Make Your Own Contrast Paints

I went through my process of making my own versions of contrast paints in posts. Part 1 covered the color testing and Part 2 covered making the colors into paints. My blog posts are verbose, to be polite, but here I'm going to get more to the point.

I got my information from Goobertown's YouTube video. If you're not already subscribed to his channel I recommend you do so. He's kind of the Bob Ross of miniature painting. Using what he taught I figured out the rest on my own.

You need three things to make contrast paint:

  • Color
  • Matte Medium
  • Flow Improver
Color in this case has been acrylic artist inks but you can use paints as well. You'll just have to adjust the mix to get the right viscosity.

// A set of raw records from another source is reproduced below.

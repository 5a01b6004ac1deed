//! Action controller: battle intents, LORDS minting and cart submission.
//!
//! Every submission runs the same lifecycle:
//!
//! ```text
//! Idle -> Pending -> (multicall) -> wait for finality -> Confirmed | Failed
//!                                          |
//!                                  refetch read model, replace adventurer
//! ```
//!
//! The read model is refetched strictly after the transport reports the batch
//! accepted, so the replaced adventurer always reflects the batch.

use std::sync::Arc;

use client_blockchain_core::contracts::DEFAULT_MINT_AMOUNT;
use client_blockchain_core::{
    AccountTransport, CartError, ContractCall, TransactionCart, TransactionHash,
    TransactionStatus, TransportError, submit_batch,
};
use client_indexer::QueryStore;
use survivor_core::{ActionGate, Adventurer, BattleIntent, GateReason};

use crate::context::ClientContext;
use crate::event::{Event, SessionEvent, TransactionEvent};
use crate::message::MessageLevel;
use crate::state::{LedgerStatus, LoadingState, UiState};

#[derive(Debug, thiserror::Error)]
pub enum ActionError {
    #[error("Action not allowed: {0}")]
    Gated(#[from] GateReason),

    #[error("No adventurer selected")]
    NoAdventurer,

    #[error("No account connected")]
    NotConnected,

    #[error(transparent)]
    Cart(#[from] CartError),

    #[error("Transaction {hash} rejected: {reason}")]
    Rejected {
        hash: TransactionHash,
        reason: String,
    },

    #[error(transparent)]
    Transport(#[from] TransportError),
}

impl ActionError {
    /// Hash of the submitted batch, when the failure happened after submission.
    pub fn hash(&self) -> Option<&TransactionHash> {
        match self {
            ActionError::Rejected { hash, .. } => Some(hash),
            ActionError::Transport(TransportError::Timeout { hash, .. }) => Some(hash),
            _ => None,
        }
    }
}

/// What a batch was submitted for.
#[derive(Clone, Copy, Debug, PartialEq, Eq)]
pub enum BatchKind {
    Battle(BattleIntent),
    MintLords,
    Cart,
}

/// Result of a confirmed batch.
#[derive(Debug, Clone)]
pub struct BatchReport {
    pub hash: TransactionHash,
    pub calls: Vec<ContractCall>,
    /// Active adventurer after the post-confirmation refetch.
    pub adventurer: Adventurer,
    pub died: bool,
}

/// Issues player actions against the connected account.
#[derive(Clone)]
pub struct Syscalls {
    ctx: ClientContext,
}

impl Syscalls {
    pub fn new(ctx: ClientContext) -> Self {
        Self { ctx }
    }

    pub async fn attack(&self, till_death: bool) -> Result<BatchReport, ActionError> {
        self.battle(BattleIntent::Attack { till_death }).await
    }

    pub async fn flee(&self, till_death: bool) -> Result<BatchReport, ActionError> {
        self.battle(BattleIntent::Flee { till_death }).await
    }

    pub async fn dispatch(&self, intent: BattleIntent) -> Result<BatchReport, ActionError> {
        self.battle(intent).await
    }

    /// Mint LORDS to the connected account, bypassing the cart.
    pub async fn mint_lords(&self) -> Result<BatchReport, ActionError> {
        let transport = self.transport()?;
        let call = self.ctx.lords.mint(transport.address(), DEFAULT_MINT_AMOUNT);
        let report = self.run(transport, BatchKind::MintLords, vec![call]).await?;
        self.ctx.account.update(|account| {
            account.lords_balance = account.lords_balance.saturating_add(DEFAULT_MINT_AMOUNT);
        });
        Ok(report)
    }

    /// Submit whatever the cart holds.
    pub async fn submit_cart(&self) -> Result<BatchReport, ActionError> {
        let transport = self.transport()?;
        if self.ctx.cart.read(TransactionCart::is_empty) {
            return Err(CartError::Empty.into());
        }
        self.submit(transport, BatchKind::Cart, None).await
    }

    pub fn add_to_cart(&self, call: ContractCall) {
        self.ctx.cart.update(|cart| cart.add_to_calls(call));
    }

    /// Drop every queued call to `entrypoint`.
    pub fn remove_entrypoint(&self, entrypoint: &str) -> usize {
        self.ctx
            .cart
            .update(|cart| cart.remove_entrypoint_from_calls(entrypoint))
    }

    fn transport(&self) -> Result<Arc<dyn AccountTransport>, ActionError> {
        self.ctx
            .account
            .read(|account| account.transport.clone())
            .ok_or(ActionError::NotConnected)
    }

    async fn battle(&self, intent: BattleIntent) -> Result<BatchReport, ActionError> {
        let adventurer = self.ctx.adventurer.snapshot();
        if adventurer.is_null() {
            return Err(ActionError::NoAdventurer);
        }
        let busy = self.ctx.loading.read(LoadingState::is_loading);
        if let Err(reason) = ActionGate::check(&adventurer, intent, busy) {
            tracing::debug!(?intent, %reason, "Battle intent refused");
            return Err(reason.into());
        }
        let transport = self.transport()?;

        let call = match intent {
            BattleIntent::Attack { till_death } => self.ctx.game.attack(adventurer.id, till_death),
            BattleIntent::Flee { till_death } => self.ctx.game.flee(adventurer.id, till_death),
        };
        self.submit(transport, BatchKind::Battle(intent), Some(call))
            .await
    }

    /// Enter `Pending`, queue `call` if given, then drain the cart.
    async fn submit(
        &self,
        transport: Arc<dyn AccountTransport>,
        kind: BatchKind,
        call: Option<ContractCall>,
    ) -> Result<BatchReport, ActionError> {
        let label = self.label(kind);
        if !self.ctx.loading.update(|loading| loading.start(label.clone())) {
            return Err(GateReason::Busy.into());
        }
        let calls = self.ctx.cart.update(|cart| {
            if let Some(call) = call {
                cart.add_to_calls(call);
            }
            cart.take()
        });
        self.lifecycle(transport, kind, label, calls).await
    }

    async fn run(
        &self,
        transport: Arc<dyn AccountTransport>,
        kind: BatchKind,
        calls: Vec<ContractCall>,
    ) -> Result<BatchReport, ActionError> {
        let label = self.label(kind);
        if !self.ctx.loading.update(|loading| loading.start(label.clone())) {
            return Err(GateReason::Busy.into());
        }
        self.lifecycle(transport, kind, label, calls).await
    }

    async fn lifecycle(
        &self,
        transport: Arc<dyn AccountTransport>,
        kind: BatchKind,
        label: String,
        calls: Vec<ContractCall>,
    ) -> Result<BatchReport, ActionError> {
        let result = self.execute(transport.as_ref(), kind, &label, calls).await;
        if let Err(error) = &result {
            tracing::warn!(%label, %error, "Batch failed");
            let hash = error.hash().cloned();
            if let ActionError::Rejected { hash, .. } = error {
                self.ctx
                    .loading
                    .update(|loading| loading.settle_history(hash, LedgerStatus::Rejected));
            }
            self.ctx
                .loading
                .update(|loading| loading.fail(format!("{label} failed: {error}")));
            self.ctx
                .events
                .publish(Event::Transaction(TransactionEvent::Failed {
                    hash,
                    reason: error.to_string(),
                }));
        }
        result
    }

    async fn execute(
        &self,
        transport: &dyn AccountTransport,
        kind: BatchKind,
        label: &str,
        calls: Vec<ContractCall>,
    ) -> Result<BatchReport, ActionError> {
        let batch = submit_batch(calls, transport).await?;
        let hash = batch.hash.clone();
        let entrypoints = batch.calls.iter().map(|c| c.entrypoint.clone()).collect();
        self.ctx
            .loading
            .update(|loading| loading.record_submission(hash.clone(), label, entrypoints));
        self.ctx
            .events
            .publish(Event::Transaction(TransactionEvent::Submitted {
                hash: hash.clone(),
                label: label.to_string(),
                calls: batch.calls.len(),
            }));

        let finality = self.ctx.config().transactions.finality();
        match transport.wait_for_finality(&hash, finality).await? {
            TransactionStatus::Accepted { block_number } => {
                tracing::info!(%hash, block_number, "Batch accepted");
            }
            TransactionStatus::Rejected { reason } => {
                return Err(ActionError::Rejected { hash, reason });
            }
            TransactionStatus::Pending => {
                return Err(TransportError::Timeout {
                    hash,
                    waited: finality.timeout,
                }
                .into());
            }
        }

        self.ctx
            .loading
            .update(|loading| loading.settle_history(&hash, LedgerStatus::Accepted));
        self.ctx
            .events
            .publish(Event::Transaction(TransactionEvent::Confirmed { hash: hash.clone() }));

        let adventurer = self.refresh().await;
        self.ctx.ui.update(UiState::clear_selections);

        let died = !adventurer.is_null() && !adventurer.is_alive();
        if died {
            let message = self
                .ctx
                .queries
                .store()
                .read(|store| death_message(&adventurer, store));
            tracing::info!(adventurer_id = adventurer.id, %message, "Adventurer died");
            self.ctx.loading.update(|loading| {
                loading.confirm(hash.clone());
                loading.death_message = Some(message);
            });
            self.ctx.ui.update(|ui| ui.death_dialog = true);
            self.ctx
                .events
                .publish(Event::Transaction(TransactionEvent::AdventurerDied {
                    adventurer_id: adventurer.id,
                }));
        } else {
            let notification = self
                .ctx
                .queries
                .store()
                .read(|store| success_message(kind, label, store));
            self.ctx.loading.update(|loading| {
                loading.confirm(hash.clone());
                loading.notify(notification, MessageLevel::Success);
            });
        }

        Ok(BatchReport {
            hash,
            calls: batch.calls,
            adventurer,
            died,
        })
    }

    /// Refetch the read model and replace the active adventurer from it.
    async fn refresh(&self) -> Adventurer {
        let adventurer_id = self.ctx.adventurer.read(|adventurer| adventurer.id);
        if adventurer_id == 0 {
            return Adventurer::null();
        }

        let summary = self.ctx.queries.refetch_all(adventurer_id).await;
        let refreshed = self
            .ctx
            .queries
            .store()
            .read(|store| store.adventurer().cloned());

        match refreshed {
            // A reset while refetching means another adventurer is active now.
            Some(adventurer) if !summary.is_stale() => {
                self.ctx.adventurer.update(|current| *current = adventurer.clone());
                self.ctx
                    .events
                    .publish(Event::Session(SessionEvent::AdventurerUpdated(adventurer.id)));
                adventurer
            }
            _ => {
                tracing::warn!(adventurer_id, "Refetch after confirmation returned no adventurer");
                self.ctx.adventurer.snapshot()
            }
        }
    }

    fn label(&self, kind: BatchKind) -> String {
        match kind {
            BatchKind::Battle(intent) => {
                let beast = self
                    .ctx
                    .queries
                    .store()
                    .read(|store| store.beast().display_name());
                let verb = match intent {
                    BattleIntent::Attack { .. } => "Attacking",
                    BattleIntent::Flee { .. } => "Fleeing",
                };
                if beast.is_empty() {
                    verb.to_string()
                } else {
                    format!("{verb} {beast}")
                }
            }
            BatchKind::MintLords => "Minting Lords".to_string(),
            BatchKind::Cart => "Submitting transactions".to_string(),
        }
    }
}

fn death_message(adventurer: &Adventurer, store: &QueryStore) -> String {
    let beast_name = store.beast().display_name();
    match store.battles().first() {
        Some(battle) if battle.killed_adventurer() => battle.describe(&beast_name),
        _ if adventurer.name.is_empty() => "Your adventurer has died.".to_string(),
        _ => format!("{} has died.", adventurer.name),
    }
}

fn success_message(kind: BatchKind, label: &str, store: &QueryStore) -> String {
    match kind {
        BatchKind::Battle(_) => {
            let beast_name = store.beast().display_name();
            store
                .battles()
                .first()
                .map(|battle| battle.describe(&beast_name))
                .unwrap_or_else(|| format!("{label} confirmed"))
        }
        BatchKind::MintLords => "Minted 25 LORDS".to_string(),
        BatchKind::Cart => "Transactions confirmed".to_string(),
    }
}
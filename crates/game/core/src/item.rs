//! Item record.

use crate::adventurer::AdventurerId;

pub type ItemId = u64;

#[derive(Clone, Debug, Default, PartialEq, Eq)]
#[cfg_attr(feature = "serde", derive(serde::Serialize, serde::Deserialize))]
#[cfg_attr(feature = "serde", serde(rename_all = "camelCase", default))]
pub struct Item {
    #[cfg_attr(feature = "serde", serde(deserialize_with = "crate::de::null_as_default"))]
    pub id: ItemId,
    /// Item name, e.g. "Katana".
    #[cfg_attr(feature = "serde", serde(deserialize_with = "crate::de::null_as_default"))]
    pub item: String,
    #[cfg_attr(feature = "serde", serde(deserialize_with = "crate::de::null_as_default"))]
    pub slot: String,
    #[cfg_attr(
        feature = "serde",
        serde(rename = "type", deserialize_with = "crate::de::null_as_default")
    )]
    pub kind: String,
    #[cfg_attr(feature = "serde", serde(deserialize_with = "crate::de::null_as_default"))]
    pub tier: u8,
    #[cfg_attr(feature = "serde", serde(deserialize_with = "crate::de::null_as_default"))]
    pub greatness: u8,
    #[cfg_attr(feature = "serde", serde(deserialize_with = "crate::de::null_as_default"))]
    pub xp: u32,
    pub special1: Option<String>,
    pub special2: Option<String>,
    pub special3: Option<String>,
    pub equipped_adventurer_id: Option<AdventurerId>,
}

impl Item {
    /// Name with its prefixes, e.g. `"Agony Bane" Katana of Power`.
    pub fn display_name(&self) -> String {
        let mut name = String::new();
        let prefix = [self.special2.as_deref(), self.special3.as_deref()]
            .into_iter()
            .flatten()
            .filter(|part| !part.trim().is_empty())
            .collect::<Vec<_>>();

        if !prefix.is_empty() {
            name.push('"');
            name.push_str(&prefix.join(" "));
            name.push_str("\" ");
        }
        name.push_str(&self.item);

        if let Some(suffix) = self.special1.as_deref().filter(|s| !s.trim().is_empty()) {
            name.push(' ');
            name.push_str(suffix);
        }
        name
    }
}

#[cfg(test)]
mod tests {
    use super::*;

    #[test]
    fn display_name_includes_only_present_specials() {
        let plain = Item {
            item: "Club".into(),
            ..Item::default()
        };
        assert_eq!(plain.display_name(), "Club");

        let named = Item {
            item: "Katana".into(),
            special1: Some("of Power".into()),
            special2: Some("Agony".into()),
            special3: Some("Bane".into()),
            ..Item::default()
        };
        assert_eq!(named.display_name(), "\"Agony Bane\" Katana of Power");
    }
}
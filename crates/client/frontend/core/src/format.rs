//! Display formatting shared by view models.

use client_blockchain_core::contracts::LORDS_DECIMALS;

/// Compact number: `950`, `1.25k`, `3.40m`.
pub fn format_compact(value: f64) -> String {
    let magnitude = value.abs();
    if magnitude >= 1_000_000.0 {
        format!("{:.2}m", value / 1_000_000.0)
    } else if magnitude >= 1_000.0 {
        format!("{:.2}k", value / 1_000.0)
    } else if value.fract() == 0.0 {
        format!("{value:.0}")
    } else {
        format!("{value:.2}")
    }
}

/// LORDS balance in whole tokens, compact.
pub fn format_lords(balance: u128) -> String {
    format_compact(balance as f64 / LORDS_DECIMALS as f64)
}

/// Shortened account address: `0x1234...abcd`.
pub fn display_address(address: &str) -> String {
    let chars: Vec<char> = address.chars().collect();
    if chars.len() <= 10 {
        return address.to_string();
    }
    let head: String = chars[..6].iter().collect();
    let tail: String = chars[chars.len() - 4..].iter().collect();
    format!("{head}...{tail}")
}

Matte Medium is the paint base. It has the 'stick' to make it into paint.

Flow Improver is the part that adjusts the viscosity of the resulting mix. Viscosity is key for these.

The Base Recipe

I'm using inks for this. If you're using paints remember that they're thicker than inks so you'll have to adjust the flow improver later to get the right result.

The recipe - in its most basic form - is 1:1:1 of each component. In theory that should get you what you want. In reality it will get you close but you have to work at the viscosity.

Viscosity

Here's the tricky bit but I've tried to make it so there's a relatively easy way to test it. I had to get a bottle of the brand name to get the actual viscosity. The blog post states how I feel about that.

When I make my mixes I start with less flow improver. I've found that it's a finer adjustment than more matte medium. Try it yourself to find the way that works best for you.

Well used daisy porcelain paint palette showing the brand name paint viscosity and my own tests

The one with the green arrow is the brand name. Notice how it leaves a smooth coat of paint behind before it makes a pool at the bottom. That's what you're going for in your own mixes.

If you don't use welled palettes with straight edges get a piece of polystyrene and use that. You need to see how it behaves on a vertical surface to know if you got it right.

If it flows down the edge with no color left behind then it's too thin. If it doesn't slide down well then it's too thick. Test, test, test until you feel it's right.

Using Contrast Paint

The second blog post goes into how to use these. They're obviously not like regular paint because they're heavy washes. Rather than repeat what I wrote there I'll direct you to Part 2 again to find that information.

These paints require texture to work. A flat surface isn't going to do much since the intent is to have the color density change through highs and lows on the model. Experiment with them on various kinds of surfaces to see what they can do compared to the result you want. They're another tool in your painting kit.